— Problem description —
Please copy each line in the records below that contains the string "environment".

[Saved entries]
:::::

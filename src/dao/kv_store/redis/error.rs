//! Error types raised by the Redis storage implementation.

use thiserror::Error;

/// Convenient result alias returning [`RedisDaoError`] failures.
pub type RedisResult<T> = Result<T, RedisDaoError>;

/// Failures that can occur while talking to Redis.
#[derive(Debug, Error)]
pub enum RedisDaoError {
    /// Required environment variable is missing.
    #[error("missing Redis environment variable `{var}`")]
    MissingEnvVar { var: &'static str },
    /// The connection URL could not be parsed.
    #[error("invalid Redis URL")]
    InvalidUrl {
        #[source]
        source: redis::RedisError,
    },
    /// The connection manager could not reach the server.
    #[error("failed to connect to Redis")]
    Connect {
        #[source]
        source: redis::RedisError,
    },
    /// A command or script was rejected or the connection dropped mid-call.
    #[error("Redis `{command}` failed")]
    Command {
        command: &'static str,
        #[source]
        source: redis::RedisError,
    },
}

:::::

— Finished task —
    /// Required environment variable is missing.
    #[error("missing Redis environment variable `{var}`")]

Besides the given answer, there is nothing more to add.